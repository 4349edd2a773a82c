//! Background execution of one pipeline job with progress messages.

use crate::config::ProjectConfig;
use crate::error::{AppError, AppResult};
use crate::workflow::PipelineContext;
use pn_engine::SessionFactory;
use pn_sim::{CaseOutcome, MatrixEvent};
use pn_tables::TabularDataSource;
use std::path::PathBuf;
use std::sync::Arc;
use std::sync::atomic::{AtomicBool, Ordering};
use std::sync::mpsc::{Receiver, Sender, TryRecvError, channel};
use std::thread::{self, JoinHandle};

#[derive(Debug, Clone, PartialEq)]
pub enum PipelineJob {
    BuildTopology,
    Populate,
    RunCases,
    BuildModels,
    RunExisting { folder: PathBuf },
    UpdateModels,
    CopyFlowlines { source: PathBuf },
    Summarize,
}

#[derive(Debug, Clone, PartialEq)]
pub enum WorkerMessage {
    Progress { case: String, done: usize, total: usize },
    Complete { summary: String },
    Error { message: String },
}

pub struct PipelineWorker {
    pub progress_rx: Receiver<WorkerMessage>,
    cancel: Arc<AtomicBool>,
    handle: Option<JoinHandle<()>>,
}

impl PipelineWorker {
    pub fn start(
        job: PipelineJob,
        config: ProjectConfig,
        factory: Arc<dyn SessionFactory>,
        source: Arc<dyn TabularDataSource>,
    ) -> Self {
        let (tx, rx) = channel();
        let cancel = Arc::new(AtomicBool::new(false));
        let flag = Arc::clone(&cancel);

        let handle = thread::spawn(move || {
            let ctx = PipelineContext::new(&config, factory.as_ref(), source.as_ref());
            let message = match Self::run_job(&ctx, &job, &flag, &tx) {
                Ok(summary) => WorkerMessage::Complete { summary },
                Err(e) => {
                    tracing::error!(job = ?job, error = %e, "pipeline job failed");
                    WorkerMessage::Error {
                        message: e.to_string(),
                    }
                }
            };
            let _ = tx.send(message);
        });

        Self {
            progress_rx: rx,
            cancel,
            handle: Some(handle),
        }
    }

    /// Ask a running case matrix to stop before its next case.
    pub fn cancel(&self) {
        self.cancel.store(true, Ordering::SeqCst);
    }

    /// Next message, if one is waiting.
    pub fn try_message(&self) -> Option<WorkerMessage> {
        match self.progress_rx.try_recv() {
            Ok(message) => Some(message),
            Err(TryRecvError::Empty | TryRecvError::Disconnected) => None,
        }
    }

    /// Block until the job ends and return its terminal message.
    ///
    /// Progress messages received on the way are dropped.
    pub fn wait(mut self) -> AppResult<String> {
        let mut terminal = None;
        for message in self.progress_rx.iter() {
            match message {
                WorkerMessage::Progress { .. } => {}
                other => terminal = Some(other),
            }
        }
        if let Some(handle) = self.handle.take() {
            handle
                .join()
                .map_err(|_| AppError::Worker("worker thread panicked".to_string()))?;
        }
        match terminal {
            Some(WorkerMessage::Complete { summary }) => Ok(summary),
            Some(WorkerMessage::Error { message }) => Err(AppError::Worker(message)),
            _ => Err(AppError::Worker("worker ended without a result".to_string())),
        }
    }

    fn run_job(
        ctx: &PipelineContext<'_>,
        job: &PipelineJob,
        cancel: &AtomicBool,
        tx: &Sender<WorkerMessage>,
    ) -> AppResult<String> {
        let summary = match job {
            PipelineJob::BuildTopology => {
                let report = ctx.build_topology()?;
                format!(
                    "{} sections built, {} components created",
                    report.sections, report.components_created
                )
            }
            PipelineJob::Populate => ctx.populate()?.to_string(),
            PipelineJob::RunCases => {
                let progress = |event: &MatrixEvent| {
                    if let MatrixEvent::CaseFinished { record, done, total } = event {
                        let _ = tx.send(WorkerMessage::Progress {
                            case: record.case.clone(),
                            done: *done,
                            total: *total,
                        });
                    }
                };
                let report = ctx.run_cases(cancel, Some(&progress))?;
                format!(
                    "{} cases: {} succeeded, {} failed, {} cancelled",
                    report.total, report.succeeded, report.failed, report.cancelled
                )
            }
            PipelineJob::BuildModels => outcome_summary("models built", &ctx.build_models()?),
            PipelineJob::RunExisting { folder } => {
                outcome_summary("models run", &ctx.run_existing_models(folder)?)
            }
            PipelineJob::UpdateModels => outcome_summary("models updated", &ctx.update_models()?),
            PipelineJob::CopyFlowlines { source } => {
                let report = ctx.copy_flowlines(source)?;
                format!(
                    "flowline data copied to {} models, {} failed",
                    report.updated.len(),
                    report.failed.len()
                )
            }
            PipelineJob::Summarize => {
                let report = ctx.summarize()?;
                format!(
                    "{} node rows, {} profile sheets, {} pump rows",
                    report.node_rows,
                    report.profile_sheets.len(),
                    report.pump_rows
                )
            }
        };
        Ok(summary)
    }
}

fn outcome_summary(what: &str, outcomes: &[CaseOutcome]) -> String {
    let ok = outcomes.iter().filter(|o| o.is_success()).count();
    format!("{ok} of {} {what}", outcomes.len())
}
□ □ □ □ □
Problem details: Go through the listing, and whenever a line contains the string "sync", copy that line.

Exercise output:
use std::sync::Arc;
use std::sync::atomic::{AtomicBool, Ordering};
use std::sync::mpsc::{Receiver, Sender, TryRecvError, channel};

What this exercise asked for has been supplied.